There are other “currencies” beyond the economic determinist models of altruism, such as our need–as pointed out by Maslow37—to maintain and enhance our self‐esteem as individuals, and our dependence on the maintenance of social trust for even the most simple activities—such as eating food prepared by others or crossing a busy street. And these currencies can mean that altruistic acts are reciprocated: every study of live kidney donors from Turkey to Scotland has reported enhanced self‐esteem among the donors.

In discussing the ethics of financial incentives for cadaver organ donation, a panel of the American Society of Transplant Surgeons “gave unanimous support for the concept of altruism” and did not want to jeopardise it by financial incentives.38 They define their notion of altruism as follows:

“Altruism is considered to be an action that is motivated primarily or solely by concern for the needs of others, and is freely chosen rather than done out of duty, obligation, persuasion or exploitation.

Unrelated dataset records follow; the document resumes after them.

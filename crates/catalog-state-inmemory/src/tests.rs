use catalog_core::{ProductId, ProductInput, ProductRepository};

use crate::InMemoryProductRepository;

fn input(name: &str, price: f64, quantity: i64) -> ProductInput {
    ProductInput {
        name: name.to_string(),
        description: format!("{} description", name),
        price,
        quantity,
    }
}

#[tokio::test]
async fn insert_assigns_fresh_increasing_ids() {
    let repo = InMemoryProductRepository::new();

    let first = repo.insert(&input("Pen", 1.5, 100)).await.unwrap();
    let second = repo.insert(&input("Notebook", 3.0, 40)).await.unwrap();

    assert_eq!(first.id, ProductId(1));
    assert_eq!(second.id, ProductId(2));
    assert_eq!(first.name, "Pen");
    assert_eq!(first.price, 1.5);
    assert_eq!(first.quantity, 100);
}

#[tokio::test]
async fn ids_are_not_reused_after_delete() {
    let repo = InMemoryProductRepository::new();

    let first = repo.insert(&input("Pen", 1.5, 100)).await.unwrap();
    assert!(repo.delete(&first.id).await.unwrap());

    let second = repo.insert(&input("Notebook", 3.0, 40)).await.unwrap();
    assert!(second.id > first.id);
}

#[tokio::test]
async fn find_all_is_ordered_and_stable() {
    let repo = InMemoryProductRepository::new();
    repo.insert(&input("Pen", 1.5, 100)).await.unwrap();
    repo.insert(&input("Notebook", 3.0, 40)).await.unwrap();
    repo.insert(&input("Eraser", 0.5, 250)).await.unwrap();

    let first_listing = repo.find_all().await.unwrap();
    let second_listing = repo.find_all().await.unwrap();

    let ids: Vec<i64> = first_listing.iter().map(|p| p.id.0).collect();
    assert_eq!(ids, vec![1, 2, 3]);
    assert_eq!(first_listing, second_listing);
}

#[tokio::test]
async fn update_replaces_all_fields() {
    let repo = InMemoryProductRepository::new();
    let created = repo.insert(&input("Pen", 1.5, 100)).await.unwrap();

    let updated = repo
        .update(&created.id, &input("Fountain pen", 12.0, 5))
        .await
        .unwrap()
        .expect("row should exist");

    assert_eq!(updated.id, created.id);
    assert_eq!(updated.name, "Fountain pen");
    assert_eq!(updated.description, "Fountain pen description");
    assert_eq!(updated.price, 12.0);
    assert_eq!(updated.quantity, 5);

    let fetched = repo.find_by_id(&created.id).await.unwrap().unwrap();
    assert_eq!(fetched, updated);
}

#[tokio::test]
async fn update_missing_row_returns_none() {
    let repo = InMemoryProductRepository::new();
    let result = repo
        .update(&ProductId(99), &input("Ghost", 1.0, 1))
        .await
        .unwrap();
    assert!(result.is_none());
    assert!(repo.find_all().await.unwrap().is_empty());
}

#[tokio::test]
async fn delete_removes_exactly_one_row_and_is_not_repeatable() {
    let repo = InMemoryProductRepository::new();
    let pen = repo.insert(&input("Pen", 1.5, 100)).await.unwrap();
    let notebook = repo.insert(&input("Notebook", 3.0, 40)).await.unwrap();

    assert!(repo.delete(&pen.id).await.unwrap());
    assert!(!repo.delete(&pen.id).await.unwrap());

    let remaining = repo.find_all().await.unwrap();
    assert_eq!(remaining.len(), 1);
    assert_eq!(remaining[0].id, notebook.id);
}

This definition conveys the concept of doing good for someone else by one's own accord that may carry some cost or risk to the agent. Altruism assumes that there can be conflict between what promote one's self‐interest and the well being of others, and encourages individuals to consider primarily the interests and well being of others. This commendable good action on behalf of another has been the underpinning of organ donation as a non‐obligatory virtue. Maintaining altruism as the central incentive to donation has averted the donation of organs from becoming a commodified exchange, which could be exploitive in nature, as noted earlier, could bring an unacceptable commerce to the value of human life.” (p 1365–6).

Is it so difficult to extrapolate the notion of altruism as something that is not cost‐free but which is made as an autonomous choice by live, non‐directed kidney donors?

It has been noted39,40,41 that most major religions view organ donation as something that is permissible, and indeed that it can be “really voluntary and altruistic, can be the ideal expression of love to each other.” Equally, no religion (with the possible exception of sects such as the Jesus Christians) makes organ donation a duty or even an obligation. Because we cannot refer to deontological42 guidance, we often resort to consequentialist arguments to encourage organ donation—“the correct choice is the one that produces the best overall consequences”—by a utilitarian calculation of the number of recipients who could be helped by the donation of organs or tissues. Yet, as was pointed out above, we still tend to react “as though such supererogatory actions [ie, offering to donate a ‘spare kidney' to an unknown recipient] signal problematic motives, incompetence or involuntariness.” Although robust safeguards clearly must be in place (as they are in the Code of Practice for Independent Assessors for the new Human Tissue Act), we might also consider the possibility that we need a new moral economy to encompass the generosity of live kidney donors, no matter how mixed their motives are.

Abbreviations

BTS - British Transplant Society

NDD - non‐directed donor

Footnotes

Competing interests: The author was a lay member of the Unrelated Transplant Regulatory Authority, but the views expressed here are purely personal.